The first is called Nnodes and is simply the number of internal nodes that the tree has. In a fully resolved tree, this should be number of terminals minus one.
Unsurprisingly, there is also a vector of terminal names.
The third element of the list are the internodes. They are organised as a vector of pairs of node numbers, where the first is always the parent node and the second is the daughter node. So a tree like ((A,B),(C,D)) would be structured as follows:
5 - 6
5 - 7
6 - 1
6 - 2
7 - 3
7 - 4
If there are N terminals, then nodes 1-N are the terminals themselves, obviously in the same order as in the vector of terminal names. Node number N+1 is always the root node, the others follow by order of distance from the root although really that is an arbitrary convention.
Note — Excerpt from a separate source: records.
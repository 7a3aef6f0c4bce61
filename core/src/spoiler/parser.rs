use regex::Regex;
use std::fs;
use std::path::Path;
use std::sync::LazyLock;

use super::{Classifier, Placement, SpoilerError, SpoilerIndex, discovery};
use crate::catalog::{Catalog, CollectibleId, FlagId};


// "<Collectible> in <Area>: <acquisition text>"
static DETAILED_LINE: LazyLock<Regex> = LazyLock::new(|| {
    Regex::new(r"^(?P<item>[^:]+?) in (?P<area>[^:]+?):\s*(?P<text>.+)$")
        .unwrap_or_else(|e| panic!("invalid detailed line pattern: {e}"))
});
// "<Collectible>: [In ]<Area>"
static HINT_LINE: LazyLock<Regex> = LazyLock::new(|| {
    Regex::new(r"^(?P<item>[^:]+):\s*(?:(?i:in)\s+)?(?P<area>.+?)\s*$")
        .unwrap_or_else(|e| panic!("invalid hint line pattern: {e}"))
});
// "Replacing <Boss> (#<flag>) in <Area>: <Replacement> (#<flag>) from <Source>"
static BOSS_LINE: LazyLock<Regex> = LazyLock::new(|| {
    Regex::new(
        r"^Replacing (?P<original>.+?) \(#(?P<flag>\d+)\) in (?P<area>.+?): (?P<replacement>.+?) \(#(?P<other>\d+)\) from (?P<source>.+)$",
    )
    .unwrap_or_else(|e| panic!("invalid boss line pattern: {e}"))
});
static SEED_LINE: LazyLock<Regex> = LazyLock::new(|| {
    Regex::new(r"(?i)\bseed\s*[:=]\s*(?P<seed>\d+)")
        .unwrap_or_else(|e| panic!("invalid seed line pattern: {e}"))
});

/// One recognised spoiler line
#[derive(Debug, Clone, PartialEq, Eq)]
pub enum SpoilerLine {
    Detailed {
        collectible: CollectibleId,
        area: String,
        detail: String,
    },
    Hint {
        collectible: CollectibleId,
        area: String,
    },
    BossReplacement {
        flag: FlagId,
        replacement: String,
    },
    Seed(String),
    Ignored,
}

pub struct SpoilerParser<'a> {
    catalog: &'a Catalog,
    classifier: &'a Classifier,
}

impl<'a> SpoilerParser<'a> {
    pub fn new(catalog: &'a Catalog, classifier: &'a Classifier) -> Self {
        Self {
            catalog,
            classifier,
        }
    }

    /// Read and index a spoiler document. Only an unreadable file fails;
    /// lines that match no grammar are skipped.
    pub fn load(&self, path: &Path) -> Result<SpoilerIndex, SpoilerError> {
        let bytes = fs::read(path).map_err(|source| SpoilerError::ReadFile {
            path: path.to_path_buf(),
            source,
        })?;
        let content = String::from_utf8_lossy(&bytes);

        let mut index = self.parse_str(&content);
        if index.seed.is_none() {
            index.seed = discovery::seed_from_filename(path);
        }
        index.source = Some(path.to_path_buf());

        tracing::info!(
            path = %path.display(),
            locations = index.location_count(),
            replacements = index.replacement_count(),
            seed = index.seed.as_deref().unwrap_or("unknown"),
            "Loaded spoiler document"
        );
        Ok(index)
    }

    pub fn parse_str(&self, content: &str) -> SpoilerIndex {
        self.parse_lines(content.lines())
    }

    pub fn parse_lines<'l>(&self, lines: impl IntoIterator<Item = &'l str>) -> SpoilerIndex {
        let mut index = SpoilerIndex::empty();
        for line in lines {
            let parsed = self.parse_line(line);
            apply_line(&mut index, parsed);
        }
        index
    }

    /// Match one line against the grammars in priority order
    pub fn parse_line(&self, line: &str) -> SpoilerLine {
        let line = line.trim();
        if line.is_empty() {
            return SpoilerLine::Ignored;
        }

        if let Some(caps) = DETAILED_LINE.captures(line)
            && let Some(collectible) = self.catalog.normalize_collectible(&caps["item"])
        {
            return SpoilerLine::Detailed {
                collectible,
                area: caps["area"].trim().to_string(),
                detail: self.classifier.classify(&caps["text"]),
            };
        }

        if let Some(caps) = HINT_LINE.captures(line)
            && let Some(collectible) = self.catalog.normalize_collectible(&caps["item"])
        {
            return SpoilerLine::Hint {
                collectible,
                area: caps["area"].to_string(),
            };
        }

        if let Some(caps) = BOSS_LINE.captures(line)
            && let Ok(flag) = caps["flag"].parse::<FlagId>()
        {
            return SpoilerLine::BossReplacement {
                flag,
                replacement: self.strip_suffixes(&caps["replacement"]),
            };
        }

        if let Some(caps) = SEED_LINE.captures(line) {
            return SpoilerLine::Seed(caps["seed"].to_string());
        }

        SpoilerLine::Ignored
    }

    fn strip_suffixes(&self, name: &str) -> String {
        let mut name = name.trim();
        for suffix in self.catalog.replacement_suffixes() {
            if let Some(stripped) = name.strip_suffix(suffix.as_str()) {
                name = stripped.trim_end();
            }
        }
        name.to_string()
    }
}

fn apply_line(index: &mut SpoilerIndex, line: SpoilerLine) {
    match line {
        SpoilerLine::Detailed {
            collectible,
            area,
            detail,
        } => {
            let entry = index.locations.entry(collectible).or_default();
            // First detailed line wins; hints never block one
            if !entry.detailed {
                *entry = Placement {
                    area,
                    detail,
                    detailed: true,
                };
            }
        }
        SpoilerLine::Hint { collectible, area } => {
            index
                .locations
                .entry(collectible)
                .or_insert(Placement {
                    area,
                    detail: String::new(),
                    detailed: false,
                });
        }
        SpoilerLine::BossReplacement { flag, replacement } => {
            index.replacements.insert(flag, replacement);
        }
        SpoilerLine::Seed(seed) => {
            index.seed.get_or_insert(seed);
        }
        SpoilerLine::Ignored => {}
    }
}
use clap::Parser;
use erdtrack_core::TrackerConfig;

/// Startup options; anything given here overrides the saved configuration
#[derive(Debug, Parser)]
#[command(version, about = "Randomizer milestone tracker")]
pub struct Args {
    /// Spoiler document to use instead of searching the spoiler directories
    #[arg(short, long)]
    pub spoiler: Option<String>,

    /// Tracker log path; disables naming the output after the seed
    #[arg(short, long)]
    pub output: Option<String>,

    /// Flag snapshot written by the game-side process
    #[arg(long)]
    pub snapshot: Option<String>,

    /// Milestone catalog replacing the bundled one
    #[arg(long)]
    pub catalog: Option<String>,
}

impl Args {
    pub fn apply(&self, config: &mut TrackerConfig) {
        if let Some(output) = &self.output {
            config.output_path = output.clone();
            config.name_output_by_seed = false;
        }
        if let Some(snapshot) = &self.snapshot {
            config.snapshot_path = snapshot.clone();
        }
        if let Some(catalog) = &self.catalog {
            config.catalog_path = Some(catalog.clone());
        }
    }
}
It is also obvious that a fully resolved and rooted tree will have two entries in the vector of internodes for every internal node. If there are polytomies then there are more than twice as many internodes as internal nodes, and there are less than N-1 internal nodes.
Finally, there is a fourth element of a phylogenetic tree, the vector of branch lengths (if any). The order is the same as in the vector of internodes.
I don't know exactly how an unrooted tree is handled but that will be easy to figure out. Anyway, useful stuff.